TASK REQUIREMENTS: Repeat exactly the opening lines of the records, ending with the line that contains "pub fn quote_volume(&self)".
[Start of Attachment]
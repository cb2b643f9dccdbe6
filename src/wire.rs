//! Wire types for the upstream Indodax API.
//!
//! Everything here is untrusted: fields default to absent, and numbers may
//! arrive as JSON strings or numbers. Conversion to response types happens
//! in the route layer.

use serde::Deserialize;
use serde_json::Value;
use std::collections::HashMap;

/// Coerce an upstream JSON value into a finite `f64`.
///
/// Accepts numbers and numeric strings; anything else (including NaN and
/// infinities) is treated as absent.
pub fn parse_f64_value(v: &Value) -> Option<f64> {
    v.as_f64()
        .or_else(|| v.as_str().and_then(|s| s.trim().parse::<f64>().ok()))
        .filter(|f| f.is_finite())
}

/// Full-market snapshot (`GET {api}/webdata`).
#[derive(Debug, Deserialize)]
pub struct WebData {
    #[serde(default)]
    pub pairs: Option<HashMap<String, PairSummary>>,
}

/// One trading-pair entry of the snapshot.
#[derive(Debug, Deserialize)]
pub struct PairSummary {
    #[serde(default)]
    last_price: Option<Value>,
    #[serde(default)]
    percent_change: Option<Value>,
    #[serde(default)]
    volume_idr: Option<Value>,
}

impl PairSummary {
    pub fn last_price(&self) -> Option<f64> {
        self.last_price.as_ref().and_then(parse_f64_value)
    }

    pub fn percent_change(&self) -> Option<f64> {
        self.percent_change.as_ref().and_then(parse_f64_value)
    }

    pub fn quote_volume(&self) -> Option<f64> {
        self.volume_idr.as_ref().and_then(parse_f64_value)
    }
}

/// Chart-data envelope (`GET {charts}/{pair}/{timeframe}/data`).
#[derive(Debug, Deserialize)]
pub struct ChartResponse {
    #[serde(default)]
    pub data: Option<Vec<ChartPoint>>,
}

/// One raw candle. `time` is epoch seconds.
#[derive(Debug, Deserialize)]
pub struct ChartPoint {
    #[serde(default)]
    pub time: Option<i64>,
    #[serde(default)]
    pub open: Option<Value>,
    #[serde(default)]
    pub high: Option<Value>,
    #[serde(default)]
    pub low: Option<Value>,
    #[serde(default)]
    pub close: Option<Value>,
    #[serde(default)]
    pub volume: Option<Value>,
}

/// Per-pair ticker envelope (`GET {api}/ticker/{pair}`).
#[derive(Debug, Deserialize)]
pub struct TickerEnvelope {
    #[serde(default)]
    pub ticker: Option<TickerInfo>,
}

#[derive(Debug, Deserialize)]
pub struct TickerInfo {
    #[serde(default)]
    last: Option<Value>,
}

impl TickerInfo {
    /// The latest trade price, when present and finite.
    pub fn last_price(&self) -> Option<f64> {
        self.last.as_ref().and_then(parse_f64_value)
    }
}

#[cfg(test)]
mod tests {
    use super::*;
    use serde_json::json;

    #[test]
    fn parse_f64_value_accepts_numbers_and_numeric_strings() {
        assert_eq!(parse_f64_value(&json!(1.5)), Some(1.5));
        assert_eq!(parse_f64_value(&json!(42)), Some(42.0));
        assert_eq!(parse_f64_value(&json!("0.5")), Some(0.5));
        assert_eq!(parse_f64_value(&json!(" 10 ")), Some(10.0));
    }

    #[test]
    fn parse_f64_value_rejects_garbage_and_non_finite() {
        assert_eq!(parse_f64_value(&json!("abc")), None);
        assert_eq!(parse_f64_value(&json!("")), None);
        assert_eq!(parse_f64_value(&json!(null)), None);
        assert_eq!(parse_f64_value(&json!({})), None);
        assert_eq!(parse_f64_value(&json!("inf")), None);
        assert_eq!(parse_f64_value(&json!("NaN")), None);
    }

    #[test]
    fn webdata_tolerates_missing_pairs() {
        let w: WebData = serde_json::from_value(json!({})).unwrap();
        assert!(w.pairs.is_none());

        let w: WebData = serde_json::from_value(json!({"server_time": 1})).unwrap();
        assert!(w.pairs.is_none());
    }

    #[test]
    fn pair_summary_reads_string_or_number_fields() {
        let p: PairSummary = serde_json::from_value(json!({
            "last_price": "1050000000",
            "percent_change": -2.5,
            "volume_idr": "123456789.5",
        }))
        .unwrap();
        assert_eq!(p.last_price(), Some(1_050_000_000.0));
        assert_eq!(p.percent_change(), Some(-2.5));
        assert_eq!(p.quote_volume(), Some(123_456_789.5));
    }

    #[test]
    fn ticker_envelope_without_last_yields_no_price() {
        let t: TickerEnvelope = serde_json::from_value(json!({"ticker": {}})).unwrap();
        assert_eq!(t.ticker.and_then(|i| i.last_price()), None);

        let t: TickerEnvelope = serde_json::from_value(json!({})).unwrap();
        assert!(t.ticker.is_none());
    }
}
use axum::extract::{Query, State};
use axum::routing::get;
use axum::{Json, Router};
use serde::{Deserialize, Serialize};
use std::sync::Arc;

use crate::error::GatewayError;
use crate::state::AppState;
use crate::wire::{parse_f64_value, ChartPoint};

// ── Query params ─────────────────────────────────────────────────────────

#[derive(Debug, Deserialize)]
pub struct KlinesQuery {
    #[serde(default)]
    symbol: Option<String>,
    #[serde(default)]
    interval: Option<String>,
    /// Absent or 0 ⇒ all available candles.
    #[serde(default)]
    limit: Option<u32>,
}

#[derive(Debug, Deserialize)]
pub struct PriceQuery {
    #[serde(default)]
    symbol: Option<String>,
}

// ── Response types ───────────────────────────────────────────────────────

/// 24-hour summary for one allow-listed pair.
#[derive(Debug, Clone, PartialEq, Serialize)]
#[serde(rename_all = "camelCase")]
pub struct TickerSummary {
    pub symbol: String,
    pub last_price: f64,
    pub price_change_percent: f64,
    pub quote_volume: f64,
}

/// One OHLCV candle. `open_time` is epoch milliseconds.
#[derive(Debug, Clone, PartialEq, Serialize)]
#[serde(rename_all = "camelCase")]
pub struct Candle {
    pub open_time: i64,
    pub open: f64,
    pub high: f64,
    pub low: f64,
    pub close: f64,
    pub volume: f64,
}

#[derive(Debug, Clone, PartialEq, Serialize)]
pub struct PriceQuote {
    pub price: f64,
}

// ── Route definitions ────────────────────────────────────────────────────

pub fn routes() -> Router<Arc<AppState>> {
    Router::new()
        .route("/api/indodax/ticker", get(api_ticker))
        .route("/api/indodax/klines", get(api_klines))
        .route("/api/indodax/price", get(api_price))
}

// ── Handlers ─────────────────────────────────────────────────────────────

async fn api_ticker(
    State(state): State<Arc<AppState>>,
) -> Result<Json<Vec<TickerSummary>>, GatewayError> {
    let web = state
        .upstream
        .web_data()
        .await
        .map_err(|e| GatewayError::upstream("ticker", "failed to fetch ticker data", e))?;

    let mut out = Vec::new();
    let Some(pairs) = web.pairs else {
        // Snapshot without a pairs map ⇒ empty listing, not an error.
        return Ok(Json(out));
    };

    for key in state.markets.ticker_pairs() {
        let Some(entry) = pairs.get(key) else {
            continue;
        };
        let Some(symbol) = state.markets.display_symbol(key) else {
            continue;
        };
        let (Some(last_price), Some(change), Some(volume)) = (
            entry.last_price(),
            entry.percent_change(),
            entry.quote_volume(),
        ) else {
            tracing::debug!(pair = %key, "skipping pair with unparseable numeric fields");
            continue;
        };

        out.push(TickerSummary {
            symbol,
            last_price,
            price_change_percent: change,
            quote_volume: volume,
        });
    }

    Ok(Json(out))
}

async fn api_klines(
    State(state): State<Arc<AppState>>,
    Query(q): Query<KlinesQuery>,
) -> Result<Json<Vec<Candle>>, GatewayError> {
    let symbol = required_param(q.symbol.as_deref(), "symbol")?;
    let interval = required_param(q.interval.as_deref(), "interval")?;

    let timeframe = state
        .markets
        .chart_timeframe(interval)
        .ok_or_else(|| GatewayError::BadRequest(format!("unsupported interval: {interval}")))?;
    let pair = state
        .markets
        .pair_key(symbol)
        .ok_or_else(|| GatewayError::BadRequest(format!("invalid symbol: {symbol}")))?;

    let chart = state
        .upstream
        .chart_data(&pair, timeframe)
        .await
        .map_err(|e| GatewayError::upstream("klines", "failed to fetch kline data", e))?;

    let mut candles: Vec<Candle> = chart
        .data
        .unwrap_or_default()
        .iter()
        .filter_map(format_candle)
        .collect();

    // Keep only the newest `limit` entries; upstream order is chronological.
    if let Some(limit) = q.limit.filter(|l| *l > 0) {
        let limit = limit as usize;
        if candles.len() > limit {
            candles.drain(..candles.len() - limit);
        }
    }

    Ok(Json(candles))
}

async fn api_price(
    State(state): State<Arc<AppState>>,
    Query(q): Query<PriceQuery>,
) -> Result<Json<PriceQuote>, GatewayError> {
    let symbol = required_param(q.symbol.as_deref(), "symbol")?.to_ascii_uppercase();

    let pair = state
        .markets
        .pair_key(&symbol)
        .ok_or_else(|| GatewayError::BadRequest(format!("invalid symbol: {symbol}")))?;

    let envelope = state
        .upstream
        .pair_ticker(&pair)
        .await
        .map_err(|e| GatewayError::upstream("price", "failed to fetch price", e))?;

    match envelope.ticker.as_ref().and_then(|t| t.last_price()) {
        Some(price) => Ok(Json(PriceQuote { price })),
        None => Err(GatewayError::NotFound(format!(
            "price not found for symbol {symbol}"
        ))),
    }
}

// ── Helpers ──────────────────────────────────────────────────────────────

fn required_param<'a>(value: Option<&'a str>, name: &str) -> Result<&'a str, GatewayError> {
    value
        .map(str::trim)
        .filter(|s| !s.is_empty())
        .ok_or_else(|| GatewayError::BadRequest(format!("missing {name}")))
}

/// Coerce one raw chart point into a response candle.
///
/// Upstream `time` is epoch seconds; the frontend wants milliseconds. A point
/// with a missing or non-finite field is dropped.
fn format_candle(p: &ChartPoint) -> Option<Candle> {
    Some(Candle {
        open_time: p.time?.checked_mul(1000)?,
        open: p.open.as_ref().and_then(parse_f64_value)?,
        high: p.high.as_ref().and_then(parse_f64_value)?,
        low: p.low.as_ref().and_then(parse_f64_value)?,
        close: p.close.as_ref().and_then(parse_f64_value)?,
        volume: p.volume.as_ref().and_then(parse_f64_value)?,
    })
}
[End of Attachment]
ANSWER AREA:
repository cb2b643f9dccdbe6
filename src/wire.rs
//! Wire types for the upstream Indodax API.
//!
//! Everything here is untrusted: fields default to absent, and numbers may
//! arrive as JSON strings or numbers. Conversion to response types happens
//! in the route layer.

use serde::Deserialize;
use serde_json::Value;
use std::collections::HashMap;

/// Coerce an upstream JSON value into a finite `f64`.
///
/// Accepts numbers and numeric strings; anything else (including NaN and
/// infinities) is treated as absent.
pub fn parse_f64_value(v: &Value) -> Option<f64> {
    v.as_f64()
        .or_else(|| v.as_str().and_then(|s| s.trim().parse::<f64>().ok()))
        .filter(|f| f.is_finite())
}

/// Full-market snapshot (`GET {api}/webdata`).
#[derive(Debug, Deserialize)]
pub struct WebData {
    #[serde(default)]
    pub pairs: Option<HashMap<String, PairSummary>>,
}

/// One trading-pair entry of the snapshot.
#[derive(Debug, Deserialize)]
pub struct PairSummary {
    #[serde(default)]
    last_price: Option<Value>,
    #[serde(default)]
    percent_change: Option<Value>,
    #[serde(default)]
    volume_idr: Option<Value>,
}

impl PairSummary {
    pub fn last_price(&self) -> Option<f64> {
        self.last_price.as_ref().and_then(parse_f64_value)
    }

    pub fn percent_change(&self) -> Option<f64> {
        self.percent_change.as_ref().and_then(parse_f64_value)
    }

    pub fn quote_volume(&self) -> Option<f64> {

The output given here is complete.